> [ACTIVITY] Exactly the lines below from the one with "#[derive(Debug, Clone)]" up to and including the one with "pub enum RunOutcome" make up the answer, with nothing else added.

----- SOURCE RECORDS

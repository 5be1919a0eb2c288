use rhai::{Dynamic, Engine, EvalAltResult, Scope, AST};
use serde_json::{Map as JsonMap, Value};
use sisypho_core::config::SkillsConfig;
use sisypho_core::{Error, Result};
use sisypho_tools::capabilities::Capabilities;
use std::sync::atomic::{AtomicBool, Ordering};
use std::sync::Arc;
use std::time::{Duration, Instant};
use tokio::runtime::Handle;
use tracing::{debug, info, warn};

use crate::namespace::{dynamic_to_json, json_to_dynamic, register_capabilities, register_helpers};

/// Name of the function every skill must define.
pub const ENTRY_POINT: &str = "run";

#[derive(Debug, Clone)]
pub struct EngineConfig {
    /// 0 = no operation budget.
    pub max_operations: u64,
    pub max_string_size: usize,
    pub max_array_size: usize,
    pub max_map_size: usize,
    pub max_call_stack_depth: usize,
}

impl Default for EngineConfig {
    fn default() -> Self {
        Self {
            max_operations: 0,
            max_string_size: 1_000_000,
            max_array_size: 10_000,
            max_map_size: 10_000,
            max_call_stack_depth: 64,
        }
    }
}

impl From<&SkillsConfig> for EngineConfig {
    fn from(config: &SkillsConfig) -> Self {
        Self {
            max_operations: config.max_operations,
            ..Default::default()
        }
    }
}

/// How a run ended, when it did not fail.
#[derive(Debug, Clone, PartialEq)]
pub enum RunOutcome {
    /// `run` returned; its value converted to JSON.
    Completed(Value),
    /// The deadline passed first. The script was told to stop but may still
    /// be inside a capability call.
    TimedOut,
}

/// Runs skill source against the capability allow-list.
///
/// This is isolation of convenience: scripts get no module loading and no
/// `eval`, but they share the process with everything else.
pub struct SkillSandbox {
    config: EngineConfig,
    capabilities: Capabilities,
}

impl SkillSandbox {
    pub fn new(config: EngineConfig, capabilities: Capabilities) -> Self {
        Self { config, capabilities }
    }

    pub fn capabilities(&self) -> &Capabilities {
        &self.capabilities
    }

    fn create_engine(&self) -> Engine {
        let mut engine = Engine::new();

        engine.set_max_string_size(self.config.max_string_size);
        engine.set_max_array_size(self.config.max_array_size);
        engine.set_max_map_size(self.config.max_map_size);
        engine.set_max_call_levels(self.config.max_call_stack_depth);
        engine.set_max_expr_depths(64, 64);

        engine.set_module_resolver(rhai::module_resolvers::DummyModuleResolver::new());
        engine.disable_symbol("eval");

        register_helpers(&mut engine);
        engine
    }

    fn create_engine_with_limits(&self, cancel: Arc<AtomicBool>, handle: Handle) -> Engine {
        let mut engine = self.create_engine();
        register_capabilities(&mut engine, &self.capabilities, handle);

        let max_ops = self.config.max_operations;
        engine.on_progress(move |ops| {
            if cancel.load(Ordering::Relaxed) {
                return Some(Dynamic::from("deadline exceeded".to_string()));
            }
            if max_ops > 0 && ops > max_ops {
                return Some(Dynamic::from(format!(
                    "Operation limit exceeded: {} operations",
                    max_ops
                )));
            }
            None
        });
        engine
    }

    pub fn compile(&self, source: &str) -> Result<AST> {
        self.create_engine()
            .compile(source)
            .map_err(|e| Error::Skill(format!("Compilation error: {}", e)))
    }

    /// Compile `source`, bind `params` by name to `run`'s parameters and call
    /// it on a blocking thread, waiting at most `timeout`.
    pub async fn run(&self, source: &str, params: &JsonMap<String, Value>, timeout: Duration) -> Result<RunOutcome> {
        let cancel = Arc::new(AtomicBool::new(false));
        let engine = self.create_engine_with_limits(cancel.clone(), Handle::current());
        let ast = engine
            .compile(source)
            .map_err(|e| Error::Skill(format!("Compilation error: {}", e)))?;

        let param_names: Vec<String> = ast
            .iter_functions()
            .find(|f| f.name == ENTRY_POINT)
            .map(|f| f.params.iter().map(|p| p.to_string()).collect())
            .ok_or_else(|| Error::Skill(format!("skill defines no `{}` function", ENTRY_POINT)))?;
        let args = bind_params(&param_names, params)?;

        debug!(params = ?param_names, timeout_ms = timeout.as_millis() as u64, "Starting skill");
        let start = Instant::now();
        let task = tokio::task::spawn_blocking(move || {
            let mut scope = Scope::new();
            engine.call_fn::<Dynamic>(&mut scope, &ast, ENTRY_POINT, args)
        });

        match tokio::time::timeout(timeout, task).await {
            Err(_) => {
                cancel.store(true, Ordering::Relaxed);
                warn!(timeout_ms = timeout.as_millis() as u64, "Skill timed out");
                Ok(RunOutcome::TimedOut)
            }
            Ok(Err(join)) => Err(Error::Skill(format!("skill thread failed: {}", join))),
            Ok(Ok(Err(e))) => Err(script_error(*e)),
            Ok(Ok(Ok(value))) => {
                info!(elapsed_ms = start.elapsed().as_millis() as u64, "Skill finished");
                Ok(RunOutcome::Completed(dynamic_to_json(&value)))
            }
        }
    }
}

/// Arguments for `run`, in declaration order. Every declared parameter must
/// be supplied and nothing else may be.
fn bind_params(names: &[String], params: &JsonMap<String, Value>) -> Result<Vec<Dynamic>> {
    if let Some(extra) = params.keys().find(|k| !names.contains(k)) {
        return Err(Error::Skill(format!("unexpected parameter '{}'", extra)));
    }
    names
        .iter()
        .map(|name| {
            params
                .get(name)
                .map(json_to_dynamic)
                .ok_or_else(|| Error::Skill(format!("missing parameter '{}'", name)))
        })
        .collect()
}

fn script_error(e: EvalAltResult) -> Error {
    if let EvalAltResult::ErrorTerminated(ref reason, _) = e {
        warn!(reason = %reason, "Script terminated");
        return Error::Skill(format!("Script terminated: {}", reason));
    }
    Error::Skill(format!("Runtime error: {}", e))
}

----------

> [RESULT OF THE TASK]
#[derive(Debug, Clone)]
pub struct EngineConfig {
    /// 0 = no operation budget.
    pub max_operations: u64,
    pub max_string_size: usize,
    pub max_array_size: usize,
    pub max_map_size: usize,
    pub max_call_stack_depth: usize,
}

impl Default for EngineConfig {
    fn default() -> Self {
        Self {
            max_operations: 0,
            max_string_size: 1_000_000,
            max_array_size: 10_000,
            max_map_size: 10_000,
            max_call_stack_depth: 64,
        }
    }
}

impl From<&SkillsConfig> for EngineConfig {
    fn from(config: &SkillsConfig) -> Self {
        Self {
            max_operations: config.max_operations,
            ..Default::default()
        }
    }
}

/// How a run ended, when it did not fail.
#[derive(Debug, Clone, PartialEq)]
pub enum RunOutcome {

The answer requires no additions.